Anyways. Also planning on going to the doctor. I’ll spare you the gory details, but I’ve essentially gotten to the point that I have to get something to fight the ridiculous infection in my head. I’m pretty sure it’s sinus related, but it’s been progressively getting worse and now my ears are starting to ache too. So, after much fighting it, to the doctor I go. I’m hoping they’ll be able to suggest a solution other than antibiotics, but I’m not very hopeful.
So there are some of my plans. Ahh, to have them written down! Speak of plans, I find it funny the way our minds work. Justin can’t stand plans. If he gets a day off work, he doesn’t want to make any plans. He wants no commitments, no schedules, nothing to stress him out. I’m the opposite. I want to maximize my time to relax, so I’ll plan my relaxation around the duties and must-dos. I like to have order. That drives him crazy sometimes, but luckily I don’t force my plans on him too often. I wonder, times like this, when I’m busy planning away, which side will Benjamin take to? Will he be like his Daddy, impulsive and carefree? Or will he be like his Mommy, obsessive and detail-oriented? Time will tell. In an ideal world, just like Justin and I balance each other out, Benjamin will be a good balance of the two of us.

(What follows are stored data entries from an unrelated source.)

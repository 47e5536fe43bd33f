// SPDX-License-Identifier: LGPL-3.0-only
//
// This file is provided WITHOUT ANY WARRANTY;
// without even the implied warranty of MERCHANTABILITY
// or FITNESS FOR A PARTICULAR PURPOSE.

//! Payload structs, per spec.md §4.10/§6: "a small serialized struct,
//! followed by the binary-serialized ciphertexts/keys". Rather than the
//! original's hand-rolled `operator<<`/`operator>>` pairs splitting a fixed
//! header from separately-length-prefixed sub-streams
//! (`C2SEnckeyParam`/`C2SQueryParam`/`C2SResreqParam`/`Srv2CliParam`), these
//! payloads reuse `hecnn-model`'s own wire types directly and let `bincode`
//! (the teacher-wide serialization convention) handle both the struct and
//! its `Vec<u8>` blobs in one pass — a `Vec<u8>` already carries its own
//! length prefix under `bincode`, so no separate `*_stream_sz` fields are
//! needed.

use hecnn_model::{CoreError, KeyBundle, Query, QueryId, QueryResult};
use serde::{de::DeserializeOwned, Serialize};

use crate::error::ProtocolResult;

pub fn encode<T: Serialize>(value: &T) -> ProtocolResult<Vec<u8>> {
    Ok(bincode::serialize(value)?)
}

pub fn decode<T: DeserializeOwned>(bytes: &[u8]) -> ProtocolResult<T> {
    Ok(bincode::deserialize(bytes)?)
}

/// `REGISTER_KEYS` (`0x401`) payload: corresponds to the original's
/// `C2SEnckeyParam` header plus its three trailing streams.
pub type RegisterKeysPayload = KeyBundle;

/// `SUBMIT_QUERY` (`0x1001`) request payload: corresponds to `C2SQueryParam`
/// plus its trailing ciphertext stream.
pub type SubmitQueryRequest = Query;

/// `QUERY_ID_RESPONSE` (`0x403`) payload.
#[derive(Debug, Clone, serde::Serialize, serde::Deserialize)]
pub struct SubmitQueryResponse {
    pub query_id: QueryId,
}

/// `POLL_RESULT` (`0x1002`) request payload: corresponds to `C2SResreqParam`.
#[derive(Debug, Clone, serde::Serialize, serde::Deserialize)]
pub struct PollResultRequest {
    pub query_id: QueryId,
}

/// `RESULT_RESPONSE` (`0x404`) payload: corresponds to `Srv2CliParam`.
pub type PollResultResponse = QueryResult;

/// `PROTOCOL_ERROR` (`0xE01`) payload: the SPEC_FULL.md §4.10 supplement.
pub type ProtocolErrorPayload = crate::error::ProtocolError;

/// Maps the server's internal error taxonomy onto the wire-level
/// `ProtocolError` sent back on the `PROTOCOL_ERROR` frame, per spec.md §7's
/// note that "client-facing wire errors are mapped from [`CoreError`] at the
/// protocol boundary".
pub fn core_error_to_wire(err: &CoreError) -> crate::error::ProtocolError {
    crate::error::ProtocolError::Malformed(err.to_string())
}

#[cfg(test)]
mod tests {
    use super::*;

    #[test]
    fn submit_query_response_round_trips() {
        let response = SubmitQueryResponse { query_id: QueryId::new() };
        let bytes = encode(&response).unwrap();
        let decoded: SubmitQueryResponse = decode(&bytes).unwrap();
        assert_eq!(decoded.query_id, response.query_id);
    }

    #[test]
    fn poll_result_request_round_trips() {
        let request = PollResultRequest { query_id: QueryId::new() };
        let bytes = encode(&request).unwrap();
        let decoded: PollResultRequest = decode(&bytes).unwrap();
        assert_eq!(decoded.query_id, request.query_id);
    }
}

Anyways. I keep reading all these amazing blogs from these people who make a living doing this. Can you imagine?! I think if I was going to do that I’d have to have more focus. And be a better writer. And blog more. And since I don’t see any of those things happening anytime soon, I guess I’m just going to have to be happy writing mediocre to a few readers, knowing that in the end, the blog is more for my sake than anyone elses.